The two performers are as different as the characters they play. Said Braugher, “We have really, really different approaches to scenes. I treat the script very seriously. I don’t change the script unless something’s broken. But these guys, they come from a tradition where they change the script because we’re going to do it a million different ways. And that’s kind of a switch-up for me. I’ve spent my life fixing scripts and trying to tell the playwright’s story, and they’re ready to change that at a moment’s notice.”

Braugher got to showcase his acting skills in the pilot’s most unexpected scene, in which Holt reveals that his insistence in following the rules comes from the struggles he has endured as a gay police officer. Braugher embraced playing a gay character. “I’m looking forward to it. My main concern was to make sure it was not a stereotype. I had a long conversation with [showrunner] Dan [Goor] in which he reassured me that this would not be a character that would embarrass me or anyone that I love. So I think we’re going to have something that will be full and rich.”

Goor wants to play the married Holt’s relationship “in the same way that we would play a heterosexual relationship between the captain and a wife. On “Barney Miller,” occasionally you’d see the wife and occasionally you wouldn’t. But I think that definitely would be a fun thing to explore…. In talking to cops, we talked a lot about how the job impacts relationships.”

Though they joke around on the job, the officers take their work seriously. “We wanted to make sure people understood these were highly skilled detectives,” said executive producer Michael Schur. ”I think it’s important for the show to work,” said Samberg, “because otherwise why do you care? If he’s actually good at it, then him being a jackass is kind of forgivable.”

"Brooklyn Nine-Nine" (Photo: FOX)

The show is more in the reality-based vein of “Barney Miller” than the outrageous satire of “Police Squad.” “We didn’t want the show to be a case-of-the-week. There are a lot of aspects to police duty. You can be on parade duty and frustrated that you aren’t solving a crime. That being said, when we do do a crime, there will be some high-stakes murder-y crimes, and there will be more silly stories. This is an actual police show with funny characters and funny stories.”

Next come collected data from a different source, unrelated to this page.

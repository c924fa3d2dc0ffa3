//! Normalization - mapping raw text to the canonical token form used on
//! both sides of the graphmaster.
//!
//! Normalization runs in a fixed order:
//! 1. **Substitution**: one-pass longest-match phrase substitution over a
//!    configurable dictionary
//! 2. **Splitting**: whitespace tokenization
//! 3. **Cleanup**: per-word punctuation stripping and case folding
//!
//! Authored rules and live utterances go through the same pipeline, which
//! is what makes matching case- and punctuation-insensitive by
//! construction. The only difference is the mode: authoring-time
//! normalization lets the two reserved wildcard words through untouched.

mod stripper;
mod substitutions;

pub use stripper::*;
pub use substitutions::*;

/// The one-word wildcard token.
pub const ONE_WORD_WILDCARD: &str = "_";

/// The many-word wildcard token.
pub const MANY_WORD_WILDCARD: &str = "*";

/// Whether a word is one of the two reserved wildcard tokens.
pub fn is_wildcard(word: &str) -> bool {
    word == ONE_WORD_WILDCARD || word == MANY_WORD_WILDCARD
}

/// Distinguishes authoring-time canonicalization from run-time
/// canonicalization.
#[derive(Debug, Clone, Copy, PartialEq, Eq)]
pub enum NormalizeMode {
    /// Canonicalizing an authored rule: `*` and `_` pass through unchanged.
    Authoring,
    /// Canonicalizing a live utterance: everything is stripped.
    Runtime,
}

/// Pure text-to-canonical-tokens transform.
#[derive(Debug, Clone, Default)]
pub struct Normalizer {
    substitutions: Substitutions,
}

impl Normalizer {
    /// Create a normalizer with the given substitution dictionary.
    pub fn new(substitutions: Substitutions) -> Self {
        Self { substitutions }
    }

    /// Normalize text into the canonical single-spaced token form.
    ///
    /// Malformed or empty input yields the empty string, never a failure.
    pub fn normalize(&self, text: &str, mode: NormalizeMode) -> String {
        let substituted = self.substitutions.apply(text);

        let mut words = Vec::new();
        for word in substituted.split_whitespace() {
            let cleaned = if mode == NormalizeMode::Authoring && is_wildcard(word) {
                word.to_string()
            } else {
                strip_illegal_characters(word)
            };
            if !cleaned.is_empty() {
                words.push(cleaned);
            }
        }

        words.join(" ")
    }
}

#[cfg(test)]
mod tests {
    use super::*;

    #[test]
    fn test_runtime_normalization() {
        let normalizer = Normalizer::default();
        assert_eq!(
            normalizer.normalize("Hello,   world!", NormalizeMode::Runtime),
            "HELLO WORLD"
        );
    }

    #[test]
    fn test_runtime_strips_wildcards() {
        let normalizer = Normalizer::default();
        assert_eq!(normalizer.normalize("* _ hi", NormalizeMode::Runtime), "HI");
    }

    #[test]
    fn test_authoring_preserves_wildcards() {
        let normalizer = Normalizer::default();
        assert_eq!(
            normalizer.normalize("HELLO * FRIEND _", NormalizeMode::Authoring),
            "HELLO * FRIEND _"
        );
    }

    #[test]
    fn test_empty_and_junk_input() {
        let normalizer = Normalizer::default();
        assert_eq!(normalizer.normalize("", NormalizeMode::Runtime), "");
        assert_eq!(normalizer.normalize("?!...", NormalizeMode::Runtime), "");
        assert_eq!(normalizer.normalize("   \t\n ", NormalizeMode::Runtime), "");
    }

    #[test]
    fn test_substitution_runs_before_cleanup() {
        let substitutions = Substitutions::empty().with("can't", "can not");
        let normalizer = Normalizer::new(substitutions);

        assert_eq!(
            normalizer.normalize("I can't swim.", NormalizeMode::Runtime),
            "I CAN NOT SWIM"
        );
    }
}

“Brooklyn Nine-Nine” may be the most diverse broadcast show not created by Shonda Rhimes (“Scandal,” “Grey’s Anatomy”). That’s deliberate. “The New York police force is roughly 50% Caucasian and roughly 50% non-Caucasian. We used that as our guidelines,” said Schur. There are two African-American actors (Braugher and Terry Crews) and two Latinas (Melissa Fumero and Stephanie Beatriz). 

Schur revealed that they wrote the script without assigning ethnicities to any of the characters, then simply cast the best actor for each role. “It’s awesome,” said Beatriz. “It never happens that you look over and there’s another Latina actress on the same show as you, and we’re not doing accents and we’re not supposed to be ‘spicy’ … It reflects the United States.”

“Brooklyn Nine-Nine” premieres Tuesday, Sept. 17, at 8:30/7:30c on FOX.